My custom was, during those months, to arrive home on the Saturday afternoon train and immediately set to work splitting the maple blocks of wood into convenient fire-wood and stacking a week’s supply in the kitchen wood-box, while my wife held a meeting with the children of the parish in the parlor. Then on Sunday, I would preach two sermons. I had to wear my overshoes in the evening on account of the chill in which the vestry was always wrapped. After this service, my wife would have the supper table spread with preserved pears, hot pop-overs and cocoa. We would linger over this meal, the last I should have at home for a week, and keeping a sharp eye on the clock. At the first announcement of ten o’clock, the lantern would be lighted and the words of farewell be given at the door. Then out into the dark misery of the night, with my lantern flickering my shadow over the houses, and my wife’s lonesome sigh echoing in my heart, I would creep through the storms of swirling snow, which wet my hot cheeks, pass over the quiet bridge to the opposite side of the river and climb up a steep road until the silent, isolated station was reached. Across the river I could see the dark outlines of the village, and in the midst of it, a golden point of light: the light of my home. The train was due at half-past ten, but it was never on time and so I had long waits. The station-master left the station dark on Sunday evenings. He gave me a key with which I unlocked the door and was able to keep warm while waiting. After having lighted the swinging lamp, I would produce a book and let the slow minutes pass until the late train screamed around the corner, as if angry with itself for its slow progress between stations. On the first sound of the whistle, it would be a wild scramble to quench the light, lock the door, and rush out to the train before it pulled out from the station.

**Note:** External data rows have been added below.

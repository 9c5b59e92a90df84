//! State for the player roster.

use crate::ui::mvi::UiState;
use uuid::Uuid;

/// Hard ceiling on roster size.
pub const MAX_PLAYERS: usize = 10;

/// A tracked player.
#[derive(Debug, Clone, PartialEq, Eq)]
pub struct Player {
    pub id: Uuid,
    pub name: String,
    pub score: i64,
    /// Image resource reference: a preset path or an externally supplied
    /// reference. Only stored here, never interpreted.
    pub avatar: String,
}

/// Roster state: players in first-sight order plus the display-order
/// snapshot.
///
/// `display_order` is a stored list, not a derived sort. It is captured from
/// score-descending order when the points screen is entered; afterwards it
/// only grows by appended ids, so positions never jump while scores move.
#[derive(Debug, Clone, PartialEq, Eq, Default)]
pub struct RosterState {
    pub players: Vec<Player>,
    pub display_order: Vec<Uuid>,
}

impl UiState for RosterState {}

impl RosterState {
    pub fn player(&self, id: Uuid) -> Option<&Player> {
        self.players.iter().find(|p| p.id == id)
    }

    /// Players in display order.
    ///
    /// Ids missing from the snapshot sort after all snapshotted positions,
    /// keeping their relative insertion order.
    pub fn display_players(&self) -> Vec<&Player> {
        let mut players: Vec<&Player> = self.players.iter().collect();
        players.sort_by_key(|p| {
            self.display_order
                .iter()
                .position(|id| *id == p.id)
                .unwrap_or(usize::MAX)
        });
        players
    }

    pub fn is_full(&self) -> bool {
        self.players.len() >= MAX_PLAYERS
    }
}

#[cfg(test)]
mod tests {
    use super::*;

    fn player(name: &str, score: i64) -> Player {
        Player {
            id: Uuid::new_v4(),
            name: name.to_string(),
            score,
            avatar: String::new(),
        }
    }

    #[test]
    fn display_players_follows_stored_order() {
        let a = player("a", 1);
        let b = player("b", 9);
        let state = RosterState {
            display_order: vec![a.id, b.id],
            players: vec![b.clone(), a.clone()],
        };
        let names: Vec<&str> = state
            .display_players()
            .iter()
            .map(|p| p.name.as_str())
            .collect();
        assert_eq!(names, ["a", "b"]);
    }

    #[test]
    fn unsnapshotted_players_sort_last_in_insertion_order() {
        let a = player("a", 0);
        let b = player("b", 0);
        let c = player("c", 50);
        let state = RosterState {
            display_order: vec![a.id],
            players: vec![a.clone(), b.clone(), c.clone()],
        };
        let names: Vec<&str> = state
            .display_players()
            .iter()
            .map(|p| p.name.as_str())
            .collect();
        assert_eq!(names, ["a", "b", "c"]);
    }
}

An hour later the train would draw into the terminus and leave me stranded, four miles away from my dormitory. Then I had to cross over to the hotel, engage one of the rooms and try to sleep till half-past five the next morning; if sleep were possible with such a screaming of freight-train whistles, and such a bumping of shifting engines as prevailed through the small hours of the night.
At eight o’clock the following morning, eyelids leaden with loss of sleep and my body weakened through lack of rest, and an inadequate breakfast, I would commence the first of my three Monday morning classes, and not be free from the intellectual discipline again until nearly noon, after which I would spend the afternoon in sleep or recreation.
One day the director of social service, a department of the religious work done by students, came to me and said,
“Priddy, we’ve got all sorts of concert talent about here. Would your church care if we should give them an evening’s entertainment?”
“They can’t afford to do much in that line,” I replied.
“But all we shall expect will be our expenses and a good, hot supper. We can hire a big sleigh and make up quite a party to go over the hills.”